欧州は主要国の政権が弱体化、政策停滞の懸念

ポスト・メルケルは弱く、マクロンも支持率低下

メルケル首相の退陣後は誰がリーダーシップを取るのか(写真:ロイター/MICHEL KAPPELER)

2020年の欧州は新型コロナウイルスの猛威に襲われ、厳しい経済調整を迫られた。EU(欧州連合)の加盟国間では不協和音が高まった1年だった。各国は前例のない規模の大幅なマイナス成長に見舞われ、巨額の財政出動や大規模な金融緩和にもかかわらず、経営難にあえぐ企業や生活苦に苦しむ家計が増加した。

EUはギリギリのところで危機を回避

春の第1波ではEUとして一体的なコロナ危機対応に取り組むことができず、欧州復興基金の創設をめぐって、債務共有化を求める南欧諸国と厳格な規律を求める北欧諸国との間の対立も表面化した。厳しい行動制限と都市封鎖で感染封じ込めに成功したかにみえたが、秋に入ると感染第2波が欧州を襲い、各国は都市封鎖の再開を余儀なくされた。EUの基本価値に対する違反を繰り返すハンガリーやポーランドの反対で、EU予算の成立や復興基金の稼働が危ぶまれた。

年末が近づくと、英国・EU間の通商協議が難航し、合意なき移行期間終了の不安も広がった。このように昨年はEUの結束が危ぶまれるリスクイベントも多かったが、今回も危機バネが働き、ギリギリのところで難局を回避することに成功した。
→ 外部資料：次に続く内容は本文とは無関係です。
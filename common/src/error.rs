//! Fault types.
//!
//! Only two kinds exist. A [`SensorFault`] skips one control cycle; a
//! [`HardwareFault`] aborts startup before the loop is entered. Display and
//! actuator writes are treated as infallible once the pins are acquired.

use core::fmt;

/// Invalid or unreadable sensor sample. Recovered by skipping the cycle.
#[derive(Clone, Copy, Debug, PartialEq, Eq)]
#[cfg_attr(feature = "defmt", derive(defmt::Format))]
pub enum SensorFault {
    /// Voltage at or below 0 V, or at or above the supply rail.
    VoltageOutOfRange {
        /// Offending voltage, rounded to millivolts.
        millivolts: i32,
    },
    /// The analog channel did not return a sample.
    ReadFailed,
}

impl SensorFault {
    /// Build an out-of-range fault from a voltage.
    pub fn out_of_range(volts: f32) -> Self {
        let millivolts = if volts.is_finite() { libm::roundf(volts * 1000.0) as i32 } else { i32::MIN };
        Self::VoltageOutOfRange { millivolts }
    }
}

impl fmt::Display for SensorFault {
    fn fmt(
        &self,
        f: &mut fmt::Formatter<'_>,
    ) -> fmt::Result {
        match self {
            Self::VoltageOutOfRange { millivolts } => write!(f, "voltage out of range: {millivolts} mV"),
            Self::ReadFailed => f.write_str("analog read failed"),
        }
    }
}

impl core::error::Error for SensorFault {}

/// Pin or channel unavailable at startup. Fatal.
#[derive(Clone, Copy, Debug, PartialEq, Eq)]
#[cfg_attr(feature = "defmt", derive(defmt::Format))]
pub enum HardwareFault {
    /// The pin does not exist or is already claimed.
    PinUnavailable {
        /// GPIO number.
        pin: u8,
    },
    /// The analog channel could not be opened.
    ChannelUnavailable,
    /// The plot panel did not initialize.
    DisplayUnavailable,
}

impl fmt::Display for HardwareFault {
    fn fmt(
        &self,
        f: &mut fmt::Formatter<'_>,
    ) -> fmt::Result {
        match self {
            Self::PinUnavailable { pin } => write!(f, "GPIO{pin} unavailable"),
            Self::ChannelUnavailable => f.write_str("analog channel unavailable"),
            Self::DisplayUnavailable => f.write_str("display unavailable"),
        }
    }
}

impl core::error::Error for HardwareFault {}

#[cfg(test)]
mod tests {
    use super::*;

    #[test]
    fn test_out_of_range_rounds_to_millivolts() {
        assert_eq!(SensorFault::out_of_range(3.3), SensorFault::VoltageOutOfRange { millivolts: 3300 });
        assert_eq!(SensorFault::out_of_range(0.0), SensorFault::VoltageOutOfRange { millivolts: 0 });
    }

    #[test]
    fn test_out_of_range_non_finite() {
        assert_eq!(
            SensorFault::out_of_range(f32::NAN),
            SensorFault::VoltageOutOfRange { millivolts: i32::MIN }
        );
    }

    #[test]
    fn test_display_messages() {
        assert_eq!(SensorFault::ReadFailed.to_string(), "analog read failed");
        assert_eq!(
            SensorFault::VoltageOutOfRange { millivolts: 0 }.to_string(),
            "voltage out of range: 0 mV"
        );
        assert_eq!(HardwareFault::PinUnavailable { pin: 21 }.to_string(), "GPIO21 unavailable");
    }
}
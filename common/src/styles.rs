//! Pre-computed static text styles.
//!
//! Styles are `const` so draw functions never build them per frame. Where the
//! color varies at runtime, use `MonoTextStyle::new(LABEL_FONT, color)`.

use embedded_graphics::{
    mono_font::{
        MonoFont, MonoTextStyle,
        ascii::{FONT_6X10, FONT_10X20},
    },
    pixelcolor::Rgb565,
    text::{Alignment, TextStyle, TextStyleBuilder},
};
use profont::PROFONT_12_POINT;

use crate::colors::{BLACK, GRAY, WHITE};

// =============================================================================
// Text Alignment Styles
// =============================================================================

/// Centered text alignment. Titles, popups.
pub const CENTERED: TextStyle = TextStyleBuilder::new().alignment(Alignment::Center).build();

/// Left-aligned text. Legends and status lines.
pub const LEFT_ALIGNED: TextStyle = TextStyleBuilder::new().alignment(Alignment::Left).build();

/// Right-aligned text. Y-axis tick labels.
pub const RIGHT_ALIGNED: TextStyle = TextStyleBuilder::new().alignment(Alignment::Right).build();

// =============================================================================
// Fonts
// =============================================================================

/// Small label font (6x10).
pub const LABEL_FONT: &MonoFont = &FONT_6X10;

// =============================================================================
// Character Styles
// =============================================================================

/// White 6x10 labels.
pub const LABEL_STYLE_WHITE: MonoTextStyle<'static, Rgb565> = MonoTextStyle::new(&FONT_6X10, WHITE);

/// Black 6x10 labels (on light backgrounds).
pub const LABEL_STYLE_BLACK: MonoTextStyle<'static, Rgb565> = MonoTextStyle::new(&FONT_6X10, BLACK);

/// Gray 6x10 labels for axis ticks.
pub const TICK_STYLE: MonoTextStyle<'static, Rgb565> = MonoTextStyle::new(&FONT_6X10, GRAY);

/// Plot title (`ProFont` 12pt).
pub const TITLE_STYLE_WHITE: MonoTextStyle<'static, Rgb565> = MonoTextStyle::new(&PROFONT_12_POINT, WHITE);

/// Popup text (10x20).
pub const POPUP_STYLE_WHITE: MonoTextStyle<'static, Rgb565> = MonoTextStyle::new(&FONT_10X20, WHITE);
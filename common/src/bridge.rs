//! Redraw scheduling for the plot.
//!
//! The bridge lives on the visualization side. It asks for a redraw when the
//! control loop has signalled a new reading, when the unit was toggled, and
//! once at startup so an empty plot is shown before the first sample.

use embedded_graphics::pixelcolor::Rgb565;
use embedded_graphics::prelude::*;
use embedded_graphics::primitives::Rectangle;

use crate::history::Snapshot;
use crate::state::MonitorState;
use crate::units::TemperatureUnit;
use crate::widgets::draw_plot;

/// Everything needed to draw one plot: the unit-adjusted history and its unit.
#[derive(Clone, Debug, PartialEq)]
pub struct PlotFrame {
    /// Readings in `unit`, oldest first.
    pub values: Snapshot,
    pub unit: TemperatureUnit,
}

impl PlotFrame {
    /// Y-axis label for this frame's unit.
    pub const fn axis_label(&self) -> &'static str { self.unit.axis_label() }

    /// Most recent value, in `unit`.
    pub fn latest(&self) -> Option<f32> { self.values.last().copied() }

    /// Draw the plot into `area`.
    pub fn render<D>(
        &self,
        display: &mut D,
        area: Rectangle,
    ) where
        D: DrawTarget<Color = Rgb565>,
    {
        draw_plot(display, area, self);
    }
}

/// Decides when the plot must be redrawn.
pub struct VisualizationBridge<'s> {
    state: &'s MonitorState,
    redraw: bool,
}

impl<'s> VisualizationBridge<'s> {
    /// The first [`Self::poll`] always returns a frame.
    pub const fn new(state: &'s MonitorState) -> Self {
        Self {
            state,
            redraw: true,
        }
    }

    /// Switch units and schedule a redraw. Returns the new unit.
    pub fn toggle_unit(&mut self) -> TemperatureUnit {
        self.redraw = true;
        self.state.toggle_unit()
    }

    /// Force a redraw on the next poll (e.g. after a popup covered the plot).
    pub fn invalidate(&mut self) { self.redraw = true; }

    /// A fresh frame if new data arrived or a redraw was scheduled since the
    /// last call.
    pub fn poll(&mut self) -> Option<PlotFrame> {
        let new_data = self.state.new_data().try_take().is_some();
        if !(new_data || self.redraw) {
            return None;
        }
        self.redraw = false;
        let (values, unit) = self.state.snapshot_current();
        Some(PlotFrame { values, unit })
    }
}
欧州各国では年明け以降も感染拡大が続き、行動制限の強化や延長を余儀なくされている。とりわけ英国では変異ウイルスが猛威を奮っており、感染者や死者が急増している。

ただ、今のところ第1波に比べて欧州各国の景気の落ち込みは軽微で、世界景気の底入れ期待にも支えられ、企業の業況判断は意外に底堅い。昨年末には英国やEUで集団免疫の獲得に向けたワクチン接種が開始された。危機からの復興に充てる財政資金を提供する欧州復興基金も近く正式に稼働する。2021年の欧州はコロナ危機からの克服を目指す1年と位置づけられよう。